## Problem details
From the entries, copy every line that carries the string "extract".

## Given information
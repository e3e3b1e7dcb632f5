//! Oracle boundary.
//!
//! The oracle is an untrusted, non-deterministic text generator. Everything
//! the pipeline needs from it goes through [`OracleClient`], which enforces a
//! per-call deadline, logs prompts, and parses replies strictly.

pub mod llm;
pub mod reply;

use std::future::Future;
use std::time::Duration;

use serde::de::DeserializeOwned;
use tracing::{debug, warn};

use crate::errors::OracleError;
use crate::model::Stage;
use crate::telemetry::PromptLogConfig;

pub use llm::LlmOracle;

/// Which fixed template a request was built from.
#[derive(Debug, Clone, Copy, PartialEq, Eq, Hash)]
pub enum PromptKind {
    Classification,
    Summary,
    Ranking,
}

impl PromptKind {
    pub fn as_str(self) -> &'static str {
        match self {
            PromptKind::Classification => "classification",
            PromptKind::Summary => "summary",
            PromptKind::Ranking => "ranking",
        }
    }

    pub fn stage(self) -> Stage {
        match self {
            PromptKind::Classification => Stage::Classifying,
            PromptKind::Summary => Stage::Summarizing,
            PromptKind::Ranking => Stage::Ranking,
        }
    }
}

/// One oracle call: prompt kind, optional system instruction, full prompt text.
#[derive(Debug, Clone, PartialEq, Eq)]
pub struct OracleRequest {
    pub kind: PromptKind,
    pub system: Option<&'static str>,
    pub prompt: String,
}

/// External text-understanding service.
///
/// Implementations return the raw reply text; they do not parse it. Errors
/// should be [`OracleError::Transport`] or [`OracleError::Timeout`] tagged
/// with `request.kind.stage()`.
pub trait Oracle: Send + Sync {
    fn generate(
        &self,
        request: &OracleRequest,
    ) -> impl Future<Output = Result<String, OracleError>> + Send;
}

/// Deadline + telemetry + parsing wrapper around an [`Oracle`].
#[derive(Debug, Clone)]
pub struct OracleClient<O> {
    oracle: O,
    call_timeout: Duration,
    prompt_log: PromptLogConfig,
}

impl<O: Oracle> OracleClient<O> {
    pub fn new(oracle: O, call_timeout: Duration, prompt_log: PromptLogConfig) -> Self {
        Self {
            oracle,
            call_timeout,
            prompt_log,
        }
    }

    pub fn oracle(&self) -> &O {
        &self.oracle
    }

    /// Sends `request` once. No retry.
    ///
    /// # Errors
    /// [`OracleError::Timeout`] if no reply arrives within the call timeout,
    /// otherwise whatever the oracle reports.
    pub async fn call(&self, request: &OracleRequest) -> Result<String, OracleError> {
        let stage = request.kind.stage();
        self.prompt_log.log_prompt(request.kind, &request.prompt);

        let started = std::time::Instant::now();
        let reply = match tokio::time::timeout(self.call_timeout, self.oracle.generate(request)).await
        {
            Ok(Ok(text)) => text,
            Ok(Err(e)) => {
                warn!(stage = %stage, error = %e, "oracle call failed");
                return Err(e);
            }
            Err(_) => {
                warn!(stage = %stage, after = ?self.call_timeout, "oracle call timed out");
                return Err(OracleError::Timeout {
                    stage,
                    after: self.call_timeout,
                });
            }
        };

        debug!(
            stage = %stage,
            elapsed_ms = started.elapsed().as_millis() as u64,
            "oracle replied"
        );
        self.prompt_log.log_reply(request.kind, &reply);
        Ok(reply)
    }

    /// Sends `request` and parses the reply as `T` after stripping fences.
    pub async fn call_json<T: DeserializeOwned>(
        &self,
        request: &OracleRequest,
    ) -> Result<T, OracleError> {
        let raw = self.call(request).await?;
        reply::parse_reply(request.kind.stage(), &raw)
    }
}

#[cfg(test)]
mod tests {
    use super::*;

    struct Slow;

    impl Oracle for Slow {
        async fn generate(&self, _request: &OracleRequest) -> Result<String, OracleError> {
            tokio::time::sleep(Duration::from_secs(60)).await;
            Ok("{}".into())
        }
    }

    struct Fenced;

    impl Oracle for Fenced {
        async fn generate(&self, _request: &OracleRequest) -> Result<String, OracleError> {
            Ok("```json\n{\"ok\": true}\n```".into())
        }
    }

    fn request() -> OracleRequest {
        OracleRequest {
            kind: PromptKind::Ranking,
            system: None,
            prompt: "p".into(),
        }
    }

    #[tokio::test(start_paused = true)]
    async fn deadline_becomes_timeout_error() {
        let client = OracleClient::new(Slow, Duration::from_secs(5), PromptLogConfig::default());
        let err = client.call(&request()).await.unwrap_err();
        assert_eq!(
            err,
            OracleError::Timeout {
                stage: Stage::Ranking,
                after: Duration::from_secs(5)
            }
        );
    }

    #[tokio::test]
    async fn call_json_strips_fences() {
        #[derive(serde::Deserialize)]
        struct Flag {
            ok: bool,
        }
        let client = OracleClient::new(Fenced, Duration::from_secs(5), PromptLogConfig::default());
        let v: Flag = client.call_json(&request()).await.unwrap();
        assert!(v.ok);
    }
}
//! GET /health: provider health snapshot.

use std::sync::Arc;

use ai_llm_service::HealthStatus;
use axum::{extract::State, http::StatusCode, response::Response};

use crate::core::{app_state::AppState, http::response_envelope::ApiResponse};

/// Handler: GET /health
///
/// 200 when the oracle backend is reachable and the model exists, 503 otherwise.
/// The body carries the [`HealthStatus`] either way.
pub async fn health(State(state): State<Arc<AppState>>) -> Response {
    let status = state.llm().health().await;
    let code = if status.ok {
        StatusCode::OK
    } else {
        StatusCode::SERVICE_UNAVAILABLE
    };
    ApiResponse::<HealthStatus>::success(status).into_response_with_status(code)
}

---

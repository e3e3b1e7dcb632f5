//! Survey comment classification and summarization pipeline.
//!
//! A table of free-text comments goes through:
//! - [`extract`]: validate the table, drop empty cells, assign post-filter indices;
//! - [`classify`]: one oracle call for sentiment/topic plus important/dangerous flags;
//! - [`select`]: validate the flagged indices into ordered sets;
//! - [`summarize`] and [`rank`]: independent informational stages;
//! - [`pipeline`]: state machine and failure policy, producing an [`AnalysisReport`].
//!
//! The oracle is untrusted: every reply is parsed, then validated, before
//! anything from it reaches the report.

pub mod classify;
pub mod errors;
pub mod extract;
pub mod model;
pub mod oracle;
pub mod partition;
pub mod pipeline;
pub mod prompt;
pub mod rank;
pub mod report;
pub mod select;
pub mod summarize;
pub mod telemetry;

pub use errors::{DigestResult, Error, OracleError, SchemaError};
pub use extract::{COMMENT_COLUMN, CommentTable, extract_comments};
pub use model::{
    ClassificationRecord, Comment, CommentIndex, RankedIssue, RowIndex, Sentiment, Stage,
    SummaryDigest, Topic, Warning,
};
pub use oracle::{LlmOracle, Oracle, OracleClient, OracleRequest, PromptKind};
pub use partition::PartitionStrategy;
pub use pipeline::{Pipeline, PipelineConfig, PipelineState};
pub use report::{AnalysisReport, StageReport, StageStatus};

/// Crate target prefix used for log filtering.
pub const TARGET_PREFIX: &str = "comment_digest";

## Response
use axum::{extract::State, http::StatusCode, response::Response};
//! - [`extract`]: validate the table, drop empty cells, assign post-filter indices;
pub mod extract;
pub use extract::{COMMENT_COLUMN, CommentTable, extract_comments};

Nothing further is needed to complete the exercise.